The PPA wants to provide a community of practice to share knowledge and experience in order to improve outcomes for people living with pain. The PPA aims to be vocal in fields of pain management and public health awareness to act as stakeholders, providing feedback on National guidelines and organisational documents.
With the Health Innovation Network South London and Prof Frank Keefe from Duke University, the PPA has been involved in developing a training package and pilot for training in psychologically informed approaches (the TIPS programme). The PPA has been represented by Diarmuid Denneny, PPA Chair and Christine P, PPA Patient Representative. Find out more in this blog by Diarmuid.
The PPA recognises that support and space to reflect is important when doing this work and in August launched a Monthly Peer Support & Reflection sessions. Attend the next group in December.

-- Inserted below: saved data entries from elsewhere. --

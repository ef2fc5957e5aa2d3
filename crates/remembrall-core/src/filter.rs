//! Filter type and matching.
//!
//! A [`Filter`] is a declarative query over events: optional id/author/kind
//! sets, tag constraints, an inclusive `since`/`until` time range and a
//! result `limit`. Fields within one filter are AND'd; a list of filters is
//! OR'd by callers.
//!
//! Set-valued fields are `BTreeSet`s, so a filter is canonical by
//! construction (sorted, deduplicated). The subscription fingerprint relies
//! on this: two filters built from the same constraints in any order
//! serialize to the same JSON.
//!
//! On the wire (NIP-01), tag constraints appear as `"#<name>"` keys, e.g.
//! `{"kinds":[7],"#e":["abc..."]}`. The flattened `tags` map carries those
//! keys verbatim; [`Filter::tag`] adds the `#` prefix for you.

use std::collections::{BTreeMap, BTreeSet};
use std::fmt;

use serde::{Deserialize, Serialize};

use crate::event::Event;

/// A declarative query over events.
#[derive(Debug, Clone, Default, PartialEq, Eq, Serialize, Deserialize)]
pub struct Filter {
    /// Exact event ids to match.
    #[serde(skip_serializing_if = "Option::is_none")]
    pub ids: Option<BTreeSet<String>>,

    /// Author public keys to match.
    #[serde(skip_serializing_if = "Option::is_none")]
    pub authors: Option<BTreeSet<String>>,

    /// Event kinds to match.
    #[serde(skip_serializing_if = "Option::is_none")]
    pub kinds: Option<BTreeSet<u16>>,

    /// Earliest `created_at` to match (inclusive).
    #[serde(skip_serializing_if = "Option::is_none")]
    pub since: Option<u64>,

    /// Latest `created_at` to match (inclusive).
    #[serde(skip_serializing_if = "Option::is_none")]
    pub until: Option<u64>,

    /// Maximum number of results, applied after sorting.
    #[serde(skip_serializing_if = "Option::is_none")]
    pub limit: Option<usize>,

    /// Tag constraints, keyed by `"#<name>"` (wire form).
    ///
    /// An event matches an entry if any of its tags has that name and a
    /// value in the set. Non-`#` keys that arrive via deserialization are
    /// carried but ignored by [`Filter::matches`].
    #[serde(flatten)]
    pub tags: BTreeMap<String, BTreeSet<String>>,
}

impl Filter {
    /// Create an empty filter (matches everything).
    pub fn new() -> Self {
        Self::default()
    }

    /// Restrict to a single event id.
    pub fn id(mut self, id: impl Into<String>) -> Self {
        self.ids.get_or_insert_with(BTreeSet::new).insert(id.into());
        self
    }

    /// Restrict to a set of event ids.
    pub fn ids<I, S>(mut self, ids: I) -> Self
    where
        I: IntoIterator<Item = S>,
        S: Into<String>,
    {
        self.ids
            .get_or_insert_with(BTreeSet::new)
            .extend(ids.into_iter().map(Into::into));
        self
    }

    /// Restrict to a single author.
    pub fn author(mut self, pubkey: impl Into<String>) -> Self {
        self.authors
            .get_or_insert_with(BTreeSet::new)
            .insert(pubkey.into());
        self
    }

    /// Restrict to a set of authors.
    pub fn authors<I, S>(mut self, pubkeys: I) -> Self
    where
        I: IntoIterator<Item = S>,
        S: Into<String>,
    {
        self.authors
            .get_or_insert_with(BTreeSet::new)
            .extend(pubkeys.into_iter().map(Into::into));
        self
    }

    /// Restrict to a single kind.
    pub fn kind(mut self, kind: u16) -> Self {
        self.kinds.get_or_insert_with(BTreeSet::new).insert(kind);
        self
    }

    /// Restrict to a set of kinds.
    pub fn kinds<I>(mut self, kinds: I) -> Self
    where
        I: IntoIterator<Item = u16>,
    {
        self.kinds.get_or_insert_with(BTreeSet::new).extend(kinds);
        self
    }

    /// Add a tag constraint: match events with a `name` tag whose value is
    /// one of `values`.
    ///
    /// `name` is the bare tag name (`"e"`, `"p"`, ...); the `#` wire prefix
    /// is added here.
    pub fn tag<I, S>(mut self, name: &str, values: I) -> Self
    where
        I: IntoIterator<Item = S>,
        S: Into<String>,
    {
        self.tags
            .entry(format!("#{}", name))
            .or_default()
            .extend(values.into_iter().map(Into::into));
        self
    }

    /// Set the inclusive lower time bound.
    pub fn since(mut self, since: u64) -> Self {
        self.since = Some(since);
        self
    }

    /// Set the inclusive upper time bound.
    pub fn until(mut self, until: u64) -> Self {
        self.until = Some(until);
        self
    }

    /// Set the result limit.
    pub fn limit(mut self, limit: usize) -> Self {
        self.limit = Some(limit);
        self
    }

    /// Tag constraint entries as `(name, values)` pairs, `#` prefix stripped.
    ///
    /// Skips any flattened keys that are not tag constraints.
    pub fn tag_entries(&self) -> impl Iterator<Item = (&str, &BTreeSet<String>)> {
        self.tags
            .iter()
            .filter_map(|(key, values)| key.strip_prefix('#').map(|name| (name, values)))
    }

    /// Whether the filter has no constraints at all (matches everything).
    pub fn is_empty(&self) -> bool {
        self.ids.is_none()
            && self.authors.is_none()
            && self.kinds.is_none()
            && self.since.is_none()
            && self.until.is_none()
            && self.limit.is_none()
            && self.tag_entries().next().is_none()
    }

    /// Whether an event satisfies every constraint of this filter.
    pub fn matches(&self, event: &Event) -> bool {
        if let Some(ids) = &self.ids {
            if !ids.contains(&event.id) {
                return false;
            }
        }
        if let Some(authors) = &self.authors {
            if !authors.contains(&event.pubkey) {
                return false;
            }
        }
        if let Some(kinds) = &self.kinds {
            if !kinds.contains(&event.kind) {
                return false;
            }
        }
        if let Some(since) = self.since {
            if event.created_at < since {
                return false;
            }
        }
        if let Some(until) = self.until {
            if event.created_at > until {
                return false;
            }
        }
        for (name, values) in self.tag_entries() {
            let hit = event.tags.iter().any(|tag| {
                tag.len() >= 2 && tag[0] == name && values.contains(&tag[1])
            });
            if !hit {
                return false;
            }
        }
        true
    }

    /// Whether any filter in a list matches the event (filters are OR'd).
    pub fn any_match(filters: &[Filter], event: &Event) -> bool {
        filters.iter().any(|f| f.matches(event))
    }
}

impl fmt::Display for Filter {
    /// Compact canonical JSON, used in logs and subscription listings.
    fn fmt(&self, f: &mut fmt::Formatter<'_>) -> fmt::Result {
        let json = serde_json::to_string(self).map_err(|_| fmt::Error)?;
        f.write_str(&json)
    }
}

#[cfg(test)]
mod tests {
    use super::*;
    use crate::event::test_event;

    #[test]
    fn test_empty_filter_matches_everything() {
        let filter = Filter::new();
        assert!(filter.is_empty());
        assert!(filter.matches(&test_event(0x01, 1, 100)));
        assert!(filter.matches(&test_event(0x02, 30023, 1700000000)));
    }

    #[test]
    fn test_kind_and_author_constraints() {
        let event = test_event(0x01, 1, 100);
        assert!(Filter::new().kind(1).matches(&event));
        assert!(!Filter::new().kind(7).matches(&event));
        assert!(Filter::new().author(event.pubkey.clone()).matches(&event));
        assert!(!Filter::new().author("ff".repeat(32)).matches(&event));
        // AND across fields
        assert!(!Filter::new().kind(1).author("ff".repeat(32)).matches(&event));
    }

    #[test]
    fn test_time_bounds_inclusive() {
        let event = test_event(0x01, 1, 100);
        assert!(Filter::new().since(100).matches(&event));
        assert!(Filter::new().until(100).matches(&event));
        assert!(!Filter::new().since(101).matches(&event));
        assert!(!Filter::new().until(99).matches(&event));
    }

    #[test]
    fn test_tag_constraint() {
        let mut reaction = test_event(0x02, 7, 200);
        let target = "aa".repeat(32);
        reaction.tags = vec![vec!["e".to_string(), target.clone()]];

        assert!(Filter::new().tag("e", [target.clone()]).matches(&reaction));
        assert!(!Filter::new().tag("e", ["bb".repeat(32)]).matches(&reaction));
        // Tag name must match too
        assert!(!Filter::new().tag("p", [target]).matches(&reaction));
    }

    #[test]
    fn test_id_constraint() {
        let event = test_event(0x03, 1, 100);
        assert!(Filter::new().id(event.id.clone()).matches(&event));
        assert!(!Filter::new().id("00".repeat(32)).matches(&event));
    }

    #[test]
    fn test_any_match_is_or() {
        let note = test_event(0x01, 1, 100);
        let filters = vec![Filter::new().kind(7), Filter::new().kind(1)];
        assert!(Filter::any_match(&filters, &note));
        let filters = vec![Filter::new().kind(7), Filter::new().kind(6)];
        assert!(!Filter::any_match(&filters, &note));
    }

    #[test]
    fn test_wire_serialization_uses_hash_keys() {
        let filter = Filter::new().kinds([7]).tag("e", ["aa".repeat(32)]);
        let json = serde_json::to_string(&filter).unwrap();
        assert!(json.contains("\"#e\""));
        assert!(json.contains("\"kinds\":[7]"));

        let parsed: Filter = serde_json::from_str(&json).unwrap();
        assert_eq!(parsed, filter);
    }

    #[test]
    fn test_canonical_serialization_order_independent() {
        let a = Filter::new().kinds([1, 7]).authors(["bb".repeat(32), "aa".repeat(32)]);
        let b = Filter::new().kinds([7, 1]).authors(["aa".repeat(32), "bb".repeat(32)]);
        assert_eq!(
            serde_json::to_string(&a).unwrap(),
            serde_json::to_string(&b).unwrap()
        );
    }

    #[test]
    fn test_duplicate_values_collapse() {
        let filter = Filter::new().kinds([1, 1, 1]);
        assert_eq!(filter.kinds.as_ref().unwrap().len(), 1);
    }

    #[test]
    fn test_display_is_compact_json() {
        let filter = Filter::new().kind(0).limit(10);
        let shown = filter.to_string();
        assert!(shown.contains("\"kinds\":[0]"));
        assert!(shown.contains("\"limit\":10"));
    }
}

Selina Johnson, PPA Research Officer, has been involved in CRPS Assist, a web app and support service for European physiotherapists, which aims to support the assessment and management of CRPS.
Prof Cormac Ryan and Christine P have been involved in the public health campaign, Flippin' Pain.
Watch the community call to increase equality, diversity and inclusion by Despoina Karargyri, Equality and Diversity Officer.
Despoina has also collated a range of accessible resources for physiotherapists to support patients who require adapted or interpreted resources.